L'examen du projet de loi sur le pass vaccinal a été de nouveau suspendu en pleine nuit ce 5 janvier en raison de la colère de l'opposition, provoquée à l'Assemblée nationale par le président français Emmanuel Macron qui a affirmé dans un entretien publié la veille vouloir «emmerder» les non-vaccinés «jusqu'au bout».
«Les conditions d'un travail serein ne sont pas réunies», a déclaré peu avant 2h le président de séance, Marc Le Fur (LR), en annonçant que les débats de cette première lecture reprendraient à 15h. «Propos indignes», «insultants», les élus d'opposition se sont déchaînés contre les déclarations d'Emmanuel Macron, multipliant les suspensions de séance et demandes de rappel au règlement, avant d'exiger, en vain, la venue du Premier ministre Jean Castex, dans une ambiance survoltée. La crise sanitaire, avec l'envolée des contamination dues au variant Omicron – 271 000 le 4 janvier, avec un total de 3 665 personnes en soins critiques –, sera à nouveau à l'ordre du jour d'un conseil de défense et d'un conseil des ministres ce 5 janvier.

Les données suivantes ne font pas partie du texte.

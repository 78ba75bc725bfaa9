use super::{StageAdapter, StageContext};
use crate::error::{FailureKind, StageFailure};
use crate::types::{Artifacts, Stage};
use async_trait::async_trait;
use std::time::Instant;
use tokio::process::Command;

/// Runs an external program for a stage.
///
/// The argv template may contain `{placeholder}`s which are filled from the
/// [`StageContext`] right before the process is spawned.
#[derive(Debug, Clone)]
pub struct CommandAdapter {
    argv: Vec<String>,
}

impl CommandAdapter {
    pub fn new(argv: Vec<String>) -> Self {
        Self { argv }
    }

    /// Default `spikesort-<stage>` command, or `None` for stages handled in-process.
    pub fn default_for(stage: Stage) -> Option<Self> {
        let args: &[&str] = match stage {
            Stage::RegisterRawSync => &["--session", "{session}", "--sync-collection", "raw_ephys_data"],
            Stage::SyncPulses | Stage::PulseEvents | Stage::Compression => {
                &["--session", "{session}", "--probe", "{probe}"]
            }
            Stage::RawQc => &["--session", "{session}", "--probe-dir", "{probe_dir}"],
            Stage::Sorting => &[
                "--sorter", "{sorter}",
                "--recording", "{recording}",
                "--stream-id", "{stream_id}",
                "--preprocessing", "{preprocessing}",
                "--params", "{sorter_params}",
                "--output", "{sorter_dir}",
            ],
            Stage::Classification => &[
                "{sorter_output}",
                "{ap_file}",
                "{meta_file}",
                "{classification_dir}",
                "{probe_dir}",
                "--bombcell", "{bombcell_path}",
                "--npy-matlab", "{matlab_npy_path}",
            ],
            Stage::Export => &["{sorter_output}", "{probe_dir}", "{output_dir}"],
            Stage::ClockSync => &["{ap_stream}", "{output_dir}"],
            Stage::Conditioning
            | Stage::UnitTypeCopy
            | Stage::ScratchCleanup
            | Stage::RawCleanup => return None,
        };

        let mut argv = vec![format!("spikesort-{}", stage.as_str().replace('_', "-"))];
        argv.extend(args.iter().map(|a| a.to_string()));
        Some(Self::new(argv))
    }

    pub fn argv(&self) -> &[String] {
        &self.argv
    }

    /// Fill every `{placeholder}` in the template.
    pub fn render(&self, ctx: &StageContext) -> Result<Vec<String>, StageFailure> {
        self.argv
            .iter()
            .map(|arg| render_arg(arg, ctx))
            .collect::<Result<Vec<_>, String>>()
            .map_err(|msg| StageFailure::missing_input(ctx.stage, msg))
    }
}

fn render_arg(arg: &str, ctx: &StageContext) -> Result<String, String> {
    let mut out = String::with_capacity(arg.len());
    let mut rest = arg;
    while let Some(open) = rest.find('{') {
        let Some(len) = rest[open..].find('}') else {
            break;
        };
        out.push_str(&rest[..open]);
        out.push_str(&ctx.placeholder(&rest[open + 1..open + len])?);
        rest = &rest[open + len + 1..];
    }
    out.push_str(rest);
    Ok(out)
}

#[async_trait]
impl StageAdapter for CommandAdapter {
    async fn run(&self, ctx: &StageContext) -> Result<Artifacts, StageFailure> {
        let argv = self.render(ctx)?;
        let (program, args) = argv
            .split_first()
            .ok_or_else(|| StageFailure::missing_input(ctx.stage, "empty command"))?;

        let mut command = Command::new(program);
        command.args(args).current_dir(&ctx.session);

        log::debug!("Executing {} command: {:?}", ctx.stage, command);

        let start_time = Instant::now();
        let output = command.output().await.map_err(|e| {
            StageFailure::new(
                ctx.stage,
                FailureKind::Spawn,
                format!("Failed to execute {}: {}", program, e),
            )
        })?;

        log::debug!(
            "{} finished in {:.2}s",
            ctx.stage,
            start_time.elapsed().as_secs_f64()
        );

        if !output.status.success() {
            let stdout_str = String::from_utf8_lossy(&output.stdout);
            let stderr_str = String::from_utf8_lossy(&output.stderr);

            log::debug!("{} stdout: {}", ctx.stage, stdout_str);
            log::error!("{} stderr: {}", ctx.stage, stderr_str);

            return Err(StageFailure::new(
                ctx.stage,
                FailureKind::ExitStatus,
                format!("{} exited with {}: {}", program, output.status, stderr_str.trim()),
            ));
        }

        Ok(Artifacts::none())
    }
}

«Les non-vaccinés, j'ai très envie de les emmerder. Et donc on va continuer de le faire, jusqu'au bout. C'est ça, la stratégie», avait clamé le chef de l'Etat dans un entretien au Parisien. «Quand ma liberté vient menacer celle des autres, je deviens un irresponsable. Un irresponsable n'est plus un citoyen», ajoutait-il. Les propos d'Emmanuel Macron ont ruiné une amorce d'apaisement au palais Bourbon, déjà agité la nuit précédente par un vote surprise suspendant temporairement les travaux sur ce texte, au grand dam de la majorité.
Le monarque présidentiel [...] se permet d'insulter une partie des Français
Le patron des députés LR, Damien Abad, a fustigé des propos «indignes, irresponsables et prémédités» qui relèvent d'un «cynisme puéril», tandis que le président des Républicains Christian Jacob s'est «refusé à cautionner un texte qui vise à emmerder les Français».

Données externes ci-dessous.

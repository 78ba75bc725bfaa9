pub const SUCCESS: i32 = 0;
/// Work failed and nothing succeeded, or the run could not start.
pub const EXECUTION_ERROR: i32 = 1;
/// Some probes or sessions failed while others succeeded.
pub const PARTIAL_FAILURE: i32 = 2;
pub const CONFIG_ERROR: i32 = 3;
pub const DATA_FOLDER_NOT_FOUND: i32 = 4;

A l'autre bout de l'hémicycle, Ugo Bernalicis (LFI) a dénoncé une «crise politique déclenchée par le monarque présidentiel, qui se permet d'insulter une partie des Français». Mathilde Panot, présidente du groupe LFI, a pour sa part estimé que le projet de pass vaccinal instaurait désormais une forme de «déchéance de nationalité», tout comme le candidat communiste à la présidentielle Fabien Roussel.
Plusieurs élus d'opposition ont réclamé en vain la venue immédiate du Premier ministre Jean Castex dans l'hémicycle pour expliquer la ligne de l'exécutif après le propos du président. Au banc du gouvernement, le ministre de la Santé Olivier Véran a tenté d'expliquer la parole présidentielle, dans un langage plus policé. «Le mal qui ronge notre pays, c'est une vaccination qui bien qu'importante, reste insuffisante», s'est-il défendu.

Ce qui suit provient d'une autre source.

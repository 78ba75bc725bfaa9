use clap::Parser;

mod cli;
mod commands;
mod exit_codes;
mod output;

use cli::Cli;

#[tokio::main]
async fn main() {
    let cli = Cli::parse();

    let log_level = match cli.verbose {
        0 => log::LevelFilter::Info,
        1 => log::LevelFilter::Debug,
        _ => log::LevelFilter::Trace,
    };
    env_logger::Builder::new()
        .filter_level(log_level)
        .parse_default_env()
        .format_timestamp_secs()
        .init();

    let exit_code = match cli.command {
        cli::Command::Run(args) => commands::run::execute(&cli.config_dir, args).await,
        cli::Command::Discover(args) => commands::discover::execute(&cli.config_dir, args),
        cli::Command::Validate(args) => commands::validate::execute(&cli.config_dir, args),
    };

    std::process::exit(exit_code);
}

Le pass vaccinal pour les mineurs reporté de 12 à 16 ans dans certains cas
Le 4 janvier en début de soirée les députés étaient pourtant parvenus à s'accorder sur l'épineuse question du pass vaccinal pour les mineurs, reporté de 12 à 16 ans pour les sorties scolaires et activités péri et extrascolaires, mais pas pour les activités privées comme aller au restaurant. Un compromis voté à la quasi-unanimité (386 voix contre 2), sur la base d'un amendement de la socialiste Cécile Untermaier, sous-amendé par le gouvernement. «C'est une bonne chose pour tous les enfants et adolescents», s'était félicité Damien Abad pour LR, Cécile Untermaier se réjouissant de voir les députés «atterrir ensemble» sur cette question clivante de l'âge du pass vaccinal pour les jeunes. «Nous arrivons à construire un consensus de compromis», avait renchéri Guillaume Gouffier-Cha (LREM).
Le vote la veille refusant la poursuite toute la nuit de l'examen du texte avait déjà provoqué des remous. Les oppositions avaient raillé l'incapacité de la majorité à être présente en nombre suffisant dans l'hémicycle pour éviter ce «camouflet», et dénoncé une absence de volonté de dialogue du gouvernement. Le gouvernement avait de son côté accusé l'opposition, en particulier les députés LR, de chercher à faire un «coup» politique sans considération pour la gravité de la crise sanitaire.
Quelque 450 amendements restent à être étudiés lors de cette première lecture au Palais Bourbon. L'exécutif vise une adoption définitive en fin de semaine ou début de semaine prochaine du projet de loi transformant le pass sanitaire en pass vaccinal, avant une entrée en vigueur au 15 janvier.